It’s official: The most eagerly awaited economic report of this month, if not this year was released on Wednesday and showed the U.S central bank favors slowing down the pace of interest rate hikes to mitigate risks of overtightening.
Minutes from the FOMC Monetary Policy Meeting earlier this month revealed several officials backed the need to slow the pace of rate hikes – signalling a pivot to smaller interest rate increases from as early as December. This adds weight to expectations the central bank will raise rates by 50 basis points next month, finally ending a run of super-sized 75 basis point hikes.
In another revelation, some committee members expressed concern about risks to the global economy should the Fed continue to press forward at the same aggressive pace.
Several Fed officials signalled that their assessment of the risks of a recession had grown to almost 50-50. That was the first such warning since the central bank began raising rates aggressively in March, bringing their target benchmark rate to a range of 3.75% to 4%.

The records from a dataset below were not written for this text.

//! Base-URL client with one helper per HTTP verb.
//!
//! Paths are joined onto the base URL; absolute `http://` or `https://` URLs
//! pass through untouched. Every helper goes through
//! `RequestExecutor::execute`, so status validation and JSON parsing are the
//! same no matter which verb issued the request.

use std::sync::Arc;

use serde::de::DeserializeOwned;
use serde::Serialize;

use crate::config::{ClientSettings, RequestConfig};
use crate::error::RequestError;
use crate::executor::RequestExecutor;
use crate::http::HttpMethod;

#[derive(Debug, Clone)]
pub struct ApiClient {
    base_url: String,
    executor: Arc<RequestExecutor>,
}

impl ApiClient {
    pub fn new(base_url: &str, executor: Arc<RequestExecutor>) -> Self {
        Self {
            base_url: base_url.trim_end_matches('/').to_string(),
            executor,
        }
    }

    /// A reqwest-backed client using `settings` for the base URL and default
    /// headers.
    pub fn from_settings(settings: &ClientSettings) -> Self {
        let executor = RequestExecutor::with_reqwest()
            .with_default_headers(settings.default_headers.clone());
        Self::new(&settings.base_url, Arc::new(executor))
    }

    pub fn base_url(&self) -> &str {
        &self.base_url
    }

    pub fn executor(&self) -> &Arc<RequestExecutor> {
        &self.executor
    }

    pub fn url(&self, path: &str) -> String {
        if path.starts_with("http://") || path.starts_with("https://") {
            return path.to_string();
        }
        if path.is_empty() {
            return self.base_url.clone();
        }
        if path.starts_with('/') {
            format!("{}{path}", self.base_url)
        } else {
            format!("{}/{path}", self.base_url)
        }
    }

    pub async fn request<T: DeserializeOwned>(
        &self,
        path: &str,
        config: &RequestConfig,
    ) -> Result<T, RequestError> {
        self.executor.execute(&self.url(path), config).await
    }

    pub async fn get<T: DeserializeOwned>(&self, path: &str) -> Result<T, RequestError> {
        self.request(path, &RequestConfig::new(HttpMethod::Get)).await
    }

    pub async fn post<T, P>(&self, path: &str, payload: &P) -> Result<T, RequestError>
    where
        T: DeserializeOwned,
        P: Serialize + ?Sized,
    {
        let config = RequestConfig::new(HttpMethod::Post).json(payload)?;
        self.request(path, &config).await
    }

    pub async fn put<T, P>(&self, path: &str, payload: &P) -> Result<T, RequestError>
    where
        T: DeserializeOwned,
        P: Serialize + ?Sized,
    {
        let config = RequestConfig::new(HttpMethod::Put).json(payload)?;
        self.request(path, &config).await
    }

    pub async fn delete<T: DeserializeOwned>(&self, path: &str) -> Result<T, RequestError> {
        self.request(path, &RequestConfig::new(HttpMethod::Delete)).await
    }
}
//! HTTP transport types.
//!
//! # Design
//! Requests and responses are described as plain data. `RequestExecutor`
//! builds `HttpRequest` values and interprets `HttpResponse` values; only a
//! `Transport` implementation ever touches the network. That split keeps
//! status validation and parsing deterministic and testable without a server.
//!
//! All fields use owned types (`String`, `Vec`) so values can be moved into
//! spawned tasks without lifetime concerns.

use std::fmt;

/// HTTP method for a request.
#[derive(Debug, Clone, Copy, PartialEq, Eq, Default)]
pub enum HttpMethod {
    #[default]
    Get,
    Post,
    Put,
    Delete,
}

impl HttpMethod {
    pub fn as_str(self) -> &'static str {
        match self {
            HttpMethod::Get => "GET",
            HttpMethod::Post => "POST",
            HttpMethod::Put => "PUT",
            HttpMethod::Delete => "DELETE",
        }
    }
}

impl fmt::Display for HttpMethod {
    fn fmt(&self, f: &mut fmt::Formatter<'_>) -> fmt::Result {
        f.write_str(self.as_str())
    }
}

/// An HTTP request described as plain data.
#[derive(Debug, Clone, PartialEq, Eq)]
pub struct HttpRequest {
    pub method: HttpMethod,
    pub path: String,
    pub headers: Vec<(String, String)>,
    pub body: Option<String>,
}

impl HttpRequest {
    pub fn header(&self, name: &str) -> Option<&str> {
        find_header(&self.headers, name)
    }
}

/// An HTTP response described as plain data.
#[derive(Debug, Clone, PartialEq, Eq)]
pub struct HttpResponse {
    pub status: u16,
    pub headers: Vec<(String, String)>,
    pub body: String,
}

impl HttpResponse {
    pub fn header(&self, name: &str) -> Option<&str> {
        find_header(&self.headers, name)
    }

    pub fn is_success(&self) -> bool {
        (200..=299).contains(&self.status)
    }
}

/// Case-insensitive header lookup. The last occurrence wins.
pub fn find_header<'a>(headers: &'a [(String, String)], name: &str) -> Option<&'a str> {
    headers
        .iter()
        .rev()
        .find(|(key, _)| key.eq_ignore_ascii_case(name))
        .map(|(_, value)| value.as_str())
}

/// Merge `overrides` on top of `defaults`. Keys compare case-insensitively; an
/// override replaces the default in place and keeps the caller's spelling.
pub fn merge_headers(
    defaults: &[(String, String)],
    overrides: &[(String, String)],
) -> Vec<(String, String)> {
    let mut merged: Vec<(String, String)> = Vec::with_capacity(defaults.len() + overrides.len());
    for (key, value) in defaults.iter().chain(overrides) {
        match merged.iter_mut().find(|(k, _)| k.eq_ignore_ascii_case(key)) {
            Some(slot) => *slot = (key.clone(), value.clone()),
            None => merged.push((key.clone(), value.clone())),
        }
    }
    merged
}
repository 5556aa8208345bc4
use tokio::net::TcpListener;
use tracing::info;
use tracing_subscriber::EnvFilter;

#[tokio::main]
async fn main() -> Result<(), std::io::Error> {
    tracing_subscriber::fmt()
        .with_env_filter(EnvFilter::try_from_default_env().unwrap_or_else(|_| EnvFilter::new("info")))
        .init();

    let port = std::env::var("PORT").unwrap_or_else(|_| "3000".to_string());
    let addr = format!("127.0.0.1:{port}");
    let listener = TcpListener::bind(&addr).await?;
    info!(%addr, "mock backend listening");
    mock_server::run(listener).await
}
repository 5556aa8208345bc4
//! A persistent fetch target with observable `{data, loading, error}` state.
//!
//! # Design
//! `FetchController` remembers one URL and one `RequestConfig`. Creating it,
//! or pointing it at a different URL, starts a background fetch unless
//! `auto_fetch` is off. `fetch_data` and `refetch` run in the caller's task
//! and report every outcome twice: as the returned `Result`, and mirrored
//! into the shared state.
//!
//! Overlapping fetches are not deduplicated or cancelled. Under the default
//! `SettlePolicy::LastSettled` the final state belongs to whichever request
//! resolved last, not the one issued last. `SettlePolicy::LatestIssued`
//! changes that to "newest request wins".
//!
//! Background fetches are spawned on the ambient Tokio runtime and aborted
//! when the controller is dropped, so a discarded controller never receives
//! late data. A fetch whose future is dropped early, by abort or by a caller
//! giving up on `fetch_data`, still clears `loading`.

use std::sync::Arc;

use serde::de::DeserializeOwned;
use tokio::sync::watch;
use tokio::task::JoinHandle;
use tracing::debug;

use crate::config::RequestConfig;
use crate::error::RequestError;
use crate::executor::RequestExecutor;
use crate::state::{RequestState, SettlePolicy, StateCell, Ticket};

pub struct FetchController<T> {
    executor: Arc<RequestExecutor>,
    url: String,
    config: RequestConfig,
    state: Arc<StateCell<T>>,
    background: Vec<JoinHandle<()>>,
}

impl<T> FetchController<T>
where
    T: DeserializeOwned + Clone + Send + Sync + 'static,
{
    /// Create a controller and, if `config.auto_fetch` is set, start the
    /// first fetch. `loading` is already `true` when this returns.
    ///
    /// # Panics
    /// Auto-fetch spawns onto the current Tokio runtime and panics outside one.
    pub fn new(executor: Arc<RequestExecutor>, url: impl Into<String>, config: RequestConfig) -> Self {
        Self::with_policy(executor, url, config, SettlePolicy::default())
    }

    pub fn with_policy(
        executor: Arc<RequestExecutor>,
        url: impl Into<String>,
        config: RequestConfig,
        policy: SettlePolicy,
    ) -> Self {
        let mut controller = Self {
            executor,
            url: url.into(),
            config,
            state: Arc::new(StateCell::new(policy)),
            background: Vec::new(),
        };
        if controller.config.auto_fetch {
            controller.spawn_fetch();
        }
        controller
    }

    /// Fetch `url` with `config`, falling back to the configured target for
    /// either one left as `None`.
    pub async fn fetch_data(
        &self,
        url: Option<&str>,
        config: Option<&RequestConfig>,
    ) -> Result<T, RequestError> {
        let url = url.unwrap_or(self.url.as_str());
        let config = config.unwrap_or(&self.config);
        let ticket = self.state.begin();
        settle_fetch(&self.executor, &self.state, ticket, url, config).await
    }

    pub async fn refetch(&self) -> Result<T, RequestError> {
        self.fetch_data(None, None).await
    }

    /// Point the controller at `url`. Returns `true` if the target changed;
    /// a change triggers a fetch when auto-fetch is on.
    pub fn set_url(&mut self, url: impl Into<String>) -> bool {
        let url = url.into();
        if url == self.url {
            return false;
        }
        self.url = url;
        if self.config.auto_fetch {
            self.spawn_fetch();
        }
        true
    }

    fn spawn_fetch(&mut self) {
        let ticket = self.state.begin();
        debug!(url = %self.url, "auto-fetch triggered");

        let executor = Arc::clone(&self.executor);
        let state = Arc::clone(&self.state);
        let url = self.url.clone();
        let config = self.config.clone();
        let handle = tokio::spawn(async move {
            // Already logged by the executor and mirrored into state.
            let _ = settle_fetch(&executor, &state, ticket, &url, &config).await;
        });

        self.background.retain(|h| !h.is_finished());
        self.background.push(handle);
    }

    pub fn state(&self) -> RequestState<T> {
        self.state.snapshot()
    }

    pub fn data(&self) -> Option<T> {
        self.state.with(|s| s.data.clone())
    }

    pub fn subscribe(&self) -> watch::Receiver<RequestState<T>> {
        self.state.subscribe()
    }
}

impl<T> FetchController<T> {
    pub fn loading(&self) -> bool {
        self.state.with(|s| s.loading)
    }

    pub fn error(&self) -> Option<String> {
        self.state.with(|s| s.error.clone())
    }

    pub fn url(&self) -> &str {
        &self.url
    }

    pub fn config(&self) -> &RequestConfig {
        &self.config
    }

    pub fn policy(&self) -> SettlePolicy {
        self.state.policy()
    }
}

impl<T> Drop for FetchController<T> {
    fn drop(&mut self) {
        for handle in &self.background {
            handle.abort();
        }
    }
}

async fn settle_fetch<T>(
    executor: &RequestExecutor,
    state: &StateCell<T>,
    ticket: Ticket,
    url: &str,
    config: &RequestConfig,
) -> Result<T, RequestError>
where
    T: DeserializeOwned + Clone,
{
    let pending = state.pending(ticket);
    let result = executor.execute::<T>(url, config).await;
    match &result {
        Ok(data) => pending.succeed(data.clone()),
        Err(error) => pending.fail(error.to_string()),
    };
    result
}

Whichever way you look at it, one thing is clear. This is the start of a more different and dovish narrative from the Fed, which ultimately presents an extremely bullish backdrop for commodity prices ahead.
Since the beginning of this year, a long list of leading Wall Street banks from Goldman Sachs, JPMorgan to Bank of America have repeatedly described commodities as their “preferred asset class over the next decade”.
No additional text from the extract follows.